# PROBLEM DESCRIPTION
Taking the records below, count the lines in which "ReachedGenesis" appears and supply only the count.

# Saved data entries

───

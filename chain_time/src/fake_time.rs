//! A [`SystemTimeLike`] that can be set to any point in time.

use core::time::Duration;

use thiserror::Error;

use crate::{SystemTimeLike, Timespec};

#[derive(Clone, Copy)]
pub struct FakeSystemTime(pub Timespec);

#[derive(Debug, Error)]
#[error("second time provided was later by {0:?}")]
pub struct FakeSystemTimeError(pub Duration);

impl SystemTimeLike for FakeSystemTime {
    type Error = FakeSystemTimeError;

    const UNIX_EPOCH: Self = Self(Duration::ZERO);

    fn duration_since(self, earlier: Self) -> Result<Duration, Self::Error> {
        self.0
            .checked_sub(earlier.0)
            .ok_or_else(|| FakeSystemTimeError(earlier.0 - self.0))
    }
}
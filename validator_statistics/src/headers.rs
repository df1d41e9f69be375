use std::collections::HashMap;

use anyhow::Result;
use beacon_api::{ApiError, BeaconNode, BlockId, Deadline};
use log::trace;
use thiserror::Error;
use types::{nonstandard::BeaconBlockHeader, primitives::Slot};

#[derive(Debug, Error)]
#[cfg_attr(test, derive(PartialEq, Eq))]
pub enum WalkError {
    #[error("no canonical block found at or before slot {start} down to genesis")]
    ReachedGenesis { start: Slot },
    #[error("gave up walking back from slot {start} after {steps} steps")]
    StepLimit { start: Slot, steps: u64 },
}

/// Block headers by slot, each looked up at most once per run.
///
/// Empty slots are remembered too, so repeated walks over the same gap cost nothing.
pub struct HeaderCache<'node, N: ?Sized> {
    node: &'node N,
    deadline: Deadline,
    max_walk_steps: u64,
    entries: HashMap<Slot, Option<BeaconBlockHeader>>,
}

impl<'node, N: BeaconNode + ?Sized> HeaderCache<'node, N> {
    #[must_use]
    pub fn new(node: &'node N, deadline: Deadline, max_walk_steps: u64) -> Self {
        Self {
            node,
            deadline,
            max_walk_steps,
            entries: HashMap::new(),
        }
    }

    pub fn fetch(&mut self, slot: Slot) -> Result<Option<BeaconBlockHeader>, ApiError> {
        if let Some(entry) = self.entries.get(&slot) {
            return Ok(*entry);
        }

        let header = self.node.beacon_block_header(BlockId::Slot(slot))?;

        trace!("header at slot {slot}: {header:?}");

        self.entries.insert(slot, header);

        Ok(header)
    }

    /// The canonical header at `slot`, or at the closest earlier slot that has one.
    pub fn canonical_at_or_before(&mut self, slot: Slot) -> Result<BeaconBlockHeader> {
        let mut current = slot;

        for _ in 0..self.max_walk_steps {
            self.deadline.check()?;

            match self.fetch(current)? {
                Some(header) if header.canonical => return Ok(header),
                Some(_) => trace!("header at slot {current} is not canonical"),
                None => trace!("no header at slot {current}"),
            }

            current = current
                .checked_sub(1)
                .ok_or(WalkError::ReachedGenesis { start: slot })?;
        }

        Err(WalkError::StepLimit {
            start: slot,
            steps: self.max_walk_steps,
        }
        .into())
    }

    #[cfg(test)]
    pub(crate) fn len(&self) -> usize {
        self.entries.len()
    }
}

───

# COMPLETED TASK
2